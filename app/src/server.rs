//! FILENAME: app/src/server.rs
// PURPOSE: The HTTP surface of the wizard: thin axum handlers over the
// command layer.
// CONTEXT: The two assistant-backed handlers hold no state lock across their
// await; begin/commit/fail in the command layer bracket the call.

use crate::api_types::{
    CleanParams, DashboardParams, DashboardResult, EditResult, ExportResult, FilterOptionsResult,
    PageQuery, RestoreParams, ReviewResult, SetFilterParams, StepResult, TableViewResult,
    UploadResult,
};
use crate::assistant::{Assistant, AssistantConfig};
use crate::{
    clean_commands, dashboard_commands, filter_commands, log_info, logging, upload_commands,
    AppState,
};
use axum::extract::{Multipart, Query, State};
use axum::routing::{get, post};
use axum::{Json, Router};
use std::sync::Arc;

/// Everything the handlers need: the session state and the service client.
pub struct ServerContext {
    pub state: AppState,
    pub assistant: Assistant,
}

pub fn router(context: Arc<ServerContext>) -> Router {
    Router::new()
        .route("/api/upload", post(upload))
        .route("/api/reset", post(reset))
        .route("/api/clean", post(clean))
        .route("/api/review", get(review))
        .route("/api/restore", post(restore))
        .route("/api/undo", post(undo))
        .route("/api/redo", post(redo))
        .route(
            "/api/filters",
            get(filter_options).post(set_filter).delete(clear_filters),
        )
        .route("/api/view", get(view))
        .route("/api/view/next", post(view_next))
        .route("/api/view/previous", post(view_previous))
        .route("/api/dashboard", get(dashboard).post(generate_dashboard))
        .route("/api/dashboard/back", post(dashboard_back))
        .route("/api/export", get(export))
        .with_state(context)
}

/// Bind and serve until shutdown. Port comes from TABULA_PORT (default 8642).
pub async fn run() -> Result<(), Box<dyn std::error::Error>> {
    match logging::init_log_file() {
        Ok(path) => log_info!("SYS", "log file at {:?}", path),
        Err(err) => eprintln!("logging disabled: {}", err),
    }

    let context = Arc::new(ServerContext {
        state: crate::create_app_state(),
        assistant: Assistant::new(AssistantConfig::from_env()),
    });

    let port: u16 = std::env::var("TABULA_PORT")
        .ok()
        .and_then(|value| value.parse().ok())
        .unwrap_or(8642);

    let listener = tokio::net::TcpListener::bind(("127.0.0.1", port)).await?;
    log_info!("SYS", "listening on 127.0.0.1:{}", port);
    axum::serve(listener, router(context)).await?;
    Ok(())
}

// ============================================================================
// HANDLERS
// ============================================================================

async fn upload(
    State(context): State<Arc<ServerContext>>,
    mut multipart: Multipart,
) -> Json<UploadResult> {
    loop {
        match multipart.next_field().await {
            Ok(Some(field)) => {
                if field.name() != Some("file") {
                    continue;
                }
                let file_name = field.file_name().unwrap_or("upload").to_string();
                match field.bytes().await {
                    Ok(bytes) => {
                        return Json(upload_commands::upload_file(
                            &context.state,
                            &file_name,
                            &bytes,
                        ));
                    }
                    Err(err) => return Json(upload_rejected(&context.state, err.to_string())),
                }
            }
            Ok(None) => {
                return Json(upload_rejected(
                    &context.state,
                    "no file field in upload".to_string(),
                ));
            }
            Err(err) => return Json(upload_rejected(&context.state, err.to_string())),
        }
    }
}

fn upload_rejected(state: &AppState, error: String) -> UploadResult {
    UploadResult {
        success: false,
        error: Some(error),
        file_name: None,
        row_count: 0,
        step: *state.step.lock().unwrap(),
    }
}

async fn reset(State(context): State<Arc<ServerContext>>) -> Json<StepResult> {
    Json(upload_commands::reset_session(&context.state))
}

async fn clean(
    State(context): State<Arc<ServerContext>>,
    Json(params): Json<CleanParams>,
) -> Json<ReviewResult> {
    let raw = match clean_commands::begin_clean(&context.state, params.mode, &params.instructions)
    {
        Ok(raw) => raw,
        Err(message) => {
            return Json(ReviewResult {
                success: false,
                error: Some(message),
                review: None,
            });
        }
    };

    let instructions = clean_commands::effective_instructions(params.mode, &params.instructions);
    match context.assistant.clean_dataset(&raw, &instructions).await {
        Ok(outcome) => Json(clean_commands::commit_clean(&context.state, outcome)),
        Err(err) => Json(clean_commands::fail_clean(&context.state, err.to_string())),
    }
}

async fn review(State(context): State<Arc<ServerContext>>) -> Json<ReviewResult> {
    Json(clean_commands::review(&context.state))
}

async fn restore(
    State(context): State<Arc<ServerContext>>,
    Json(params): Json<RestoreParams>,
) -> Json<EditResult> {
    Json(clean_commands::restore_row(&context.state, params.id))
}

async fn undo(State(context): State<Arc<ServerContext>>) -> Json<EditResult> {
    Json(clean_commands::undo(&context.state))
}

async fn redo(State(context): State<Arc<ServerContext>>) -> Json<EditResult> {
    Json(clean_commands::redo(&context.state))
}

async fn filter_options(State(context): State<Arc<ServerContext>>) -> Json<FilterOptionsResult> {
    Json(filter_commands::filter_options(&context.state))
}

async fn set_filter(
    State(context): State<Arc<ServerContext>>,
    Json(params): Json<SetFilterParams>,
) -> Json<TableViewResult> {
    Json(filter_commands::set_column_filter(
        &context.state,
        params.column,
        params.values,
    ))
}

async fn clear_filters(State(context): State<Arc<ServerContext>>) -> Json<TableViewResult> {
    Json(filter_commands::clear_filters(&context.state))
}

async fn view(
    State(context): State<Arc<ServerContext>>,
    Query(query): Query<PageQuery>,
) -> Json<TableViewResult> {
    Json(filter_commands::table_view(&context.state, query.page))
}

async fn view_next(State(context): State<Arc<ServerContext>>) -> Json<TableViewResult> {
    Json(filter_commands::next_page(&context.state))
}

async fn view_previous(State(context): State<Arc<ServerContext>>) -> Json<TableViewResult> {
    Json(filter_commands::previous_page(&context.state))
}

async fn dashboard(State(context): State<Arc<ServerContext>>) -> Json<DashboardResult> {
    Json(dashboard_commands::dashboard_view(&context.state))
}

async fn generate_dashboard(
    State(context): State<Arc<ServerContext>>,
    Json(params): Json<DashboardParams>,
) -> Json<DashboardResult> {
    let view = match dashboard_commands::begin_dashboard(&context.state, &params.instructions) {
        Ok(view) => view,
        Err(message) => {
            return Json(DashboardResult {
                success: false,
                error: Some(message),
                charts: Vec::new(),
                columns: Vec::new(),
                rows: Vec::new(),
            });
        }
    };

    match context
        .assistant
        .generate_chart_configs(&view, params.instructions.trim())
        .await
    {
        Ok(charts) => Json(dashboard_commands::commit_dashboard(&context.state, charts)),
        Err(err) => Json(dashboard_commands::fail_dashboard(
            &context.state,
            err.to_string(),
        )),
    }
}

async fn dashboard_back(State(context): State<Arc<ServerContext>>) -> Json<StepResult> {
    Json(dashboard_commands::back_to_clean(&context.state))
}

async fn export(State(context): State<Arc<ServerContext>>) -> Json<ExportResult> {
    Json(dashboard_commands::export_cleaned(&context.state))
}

TASK PROMPT :: Write the data out again. Match it exactly.

ANSWER SPACE ::
filename app/src/server.rs
//! FILENAME: app/src/server.rs
// PURPOSE: The HTTP surface of the wizard: thin axum handlers over the
// command layer.
// CONTEXT: The two assistant-backed handlers hold no state lock across their
// await; begin/commit/fail in the command layer bracket the call.

use crate::api_types::{
    CleanParams, DashboardParams, DashboardResult, EditResult, ExportResult, FilterOptionsResult,
    PageQuery, RestoreParams, ReviewResult, SetFilterParams, StepResult, TableViewResult,
    UploadResult,
};
use crate::assistant::{Assistant, AssistantConfig};
use crate::{
    clean_commands, dashboard_commands, filter_commands, log_info, logging, upload_commands,
    AppState,
};
use axum::extract::{Multipart, Query, State};
use axum::routing::{get, post};
use axum::{Json, Router};
use std::sync::Arc;

/// Everything the handlers need: the session state and the service client.
pub struct ServerContext {
    pub state: AppState,
    pub assistant: Assistant,
}

pub fn router(context: Arc<ServerContext>) -> Router {
    Router::new()
        .route("/api/upload", post(upload))
        .route("/api/reset", post(reset))
        .route("/api/clean", post(clean))
        .route("/api/review", get(review))
        .route("/api/restore", post(restore))
        .route("/api/undo", post(undo))
        .route("/api/redo", post(redo))
        .route(
            "/api/filters",
            get(filter_options).post(set_filter).delete(clear_filters),
        )
        .route("/api/view", get(view))
        .route("/api/view/next", post(view_next))
        .route("/api/view/previous", post(view_previous))
        .route("/api/dashboard", get(dashboard).post(generate_dashboard))
        .route("/api/dashboard/back", post(dashboard_back))
        .route("/api/export", get(export))
        .with_state(context)
}

/// Bind and serve until shutdown. Port comes from TABULA_PORT (default 8642).
pub async fn run() -> Result<(), Box<dyn std::error::Error>> {
    match logging::init_log_file() {
        Ok(path) => log_info!("SYS", "log file at {:?}", path),
        Err(err) => eprintln!("logging disabled: {}", err),
    }

    let context = Arc::new(ServerContext {
        state: crate::create_app_state(),
        assistant: Assistant::new(AssistantConfig::from_env()),
    });

    let port: u16 = std::env::var("TABULA_PORT")
        .ok()
        .and_then(|value| value.parse().ok())
        .unwrap_or(8642);

    let listener = tokio::net::TcpListener::bind(("127.0.0.1", port)).await?;
    log_info!("SYS", "listening on 127.0.0.1:{}", port);
    axum::serve(listener, router(context)).await?;
    Ok(())
}

// ============================================================================
// HANDLERS
// ============================================================================

async fn upload(
    State(context): State<Arc<ServerContext>>,
    mut multipart: Multipart,
) -> Json<UploadResult> {
    loop {
        match multipart.next_field().await {
            Ok(Some(field)) => {
                if field.name() != Some("file") {
                    continue;
                }
                let file_name = field.file_name().unwrap_or("upload").to_string();
                match field.bytes().await {
                    Ok(bytes) => {
                        return Json(upload_commands::upload_file(
                            &context.state,
                            &file_name,
                            &bytes,
                        ));
                    }
                    Err(err) => return Json(upload_rejected(&context.state, err.to_string())),
                }
            }
            Ok(None) => {
                return Json(upload_rejected(
                    &context.state,
                    "no file field in upload".to_string(),
                ));
            }
            Err(err) => return Json(upload_rejected(&context.state, err.to_string())),
        }
    }
}

fn upload_rejected(state: &AppState, error: String) -> UploadResult {
    UploadResult {
        success: false,
        error: Some(error),
        file_name: None,
        row_count: 0,
        step: *state.step.lock().unwrap(),
    }
}

async fn reset(State(context): State<Arc<ServerContext>>) -> Json<StepResult> {
    Json(upload_commands::reset_session(&context.state))
}

async fn clean(
    State(context): State<Arc<ServerContext>>,
    Json(params): Json<CleanParams>,
) -> Json<ReviewResult> {
    let raw = match clean_commands::begin_clean(&context.state, params.mode, &params.instructions)
    {
        Ok(raw) => raw,
        Err(message) => {
            return Json(ReviewResult {
                success: false,
                error: Some(message),
                review: None,
            });
        }
    };

    let instructions = clean_commands::effective_instructions(params.mode, &params.instructions);
    match context.assistant.clean_dataset(&raw, &instructions).await {
        Ok(outcome) => Json(clean_commands::commit_clean(&context.state, outcome)),
        Err(err) => Json(clean_commands::fail_clean(&context.state, err.to_string())),
    }
}

async fn review(State(context): State<Arc<ServerContext>>) -> Json<ReviewResult> {
    Json(clean_commands::review(&context.state))
}

async fn restore(
    State(context): State<Arc<ServerContext>>,
    Json(params): Json<RestoreParams>,
) -> Json<EditResult> {
    Json(clean_commands::restore_row(&context.state, params.id))
}

async fn undo(State(context): State<Arc<ServerContext>>) -> Json<EditResult> {
    Json(clean_commands::undo(&context.state))
}

async fn redo(State(context): State<Arc<ServerContext>>) -> Json<EditResult> {
    Json(clean_commands::redo(&context.state))
}

async fn filter_options(State(context): State<Arc<ServerContext>>) -> Json<FilterOptionsResult> {
    Json(filter_commands::filter_options(&context.state))
}

async fn set_filter(
    State(context): State<Arc<ServerContext>>,
    Json(params): Json<SetFilterParams>,
) -> Json<TableViewResult> {
    Json(filter_commands::set_column_filter(
        &context.state,
        params.column,
        params.values,
    ))
}

async fn clear_filters(State(context): State<Arc<ServerContext>>) -> Json<TableViewResult> {
    Json(filter_commands::clear_filters(&context.state))
}

async fn view(
    State(context): State<Arc<ServerContext>>,
    Query(query): Query<PageQuery>,
) -> Json<TableViewResult> {
    Json(filter_commands::table_view(&context.state, query.page))
}

async fn view_next(State(context): State<Arc<ServerContext>>) -> Json<TableViewResult> {
    Json(filter_commands::next_page(&context.state))
}

async fn view_previous(State(context): State<Arc<ServerContext>>) -> Json<TableViewResult> {
    Json(filter_commands::previous_page(&context.state))
}

async fn dashboard(State(context): State<Arc<ServerContext>>) -> Json<DashboardResult> {
    Json(dashboard_commands::dashboard_view(&context.state))
}

async fn generate_dashboard(
    State(context): State<Arc<ServerContext>>,
    Json(params): Json<DashboardParams>,
) -> Json<DashboardResult> {
    let view = match dashboard_commands::begin_dashboard(&context.state, &params.instructions) {
        Ok(view) => view,
        Err(message) => {
            return Json(DashboardResult {
                success: false,
                error: Some(message),
                charts: Vec::new(),
                columns: Vec::new(),
                rows: Vec::new(),
            });
        }
    };

    match context
        .assistant
        .generate_chart_configs(&view, params.instructions.trim())
        .await
    {
        Ok(charts) => Json(dashboard_commands::commit_dashboard(&context.state, charts)),
        Err(err) => Json(dashboard_commands::fail_dashboard(
            &context.state,
            err.to_string(),
        )),
    }
}

async fn dashboard_back(State(context): State<Arc<ServerContext>>) -> Json<StepResult> {
    Json(dashboard_commands::back_to_clean(&context.state))
}

async fn export(State(context): State<Arc<ServerContext>>) -> Json<ExportResult> {
    Json(dashboard_commands::export_cleaned(&context.state))
}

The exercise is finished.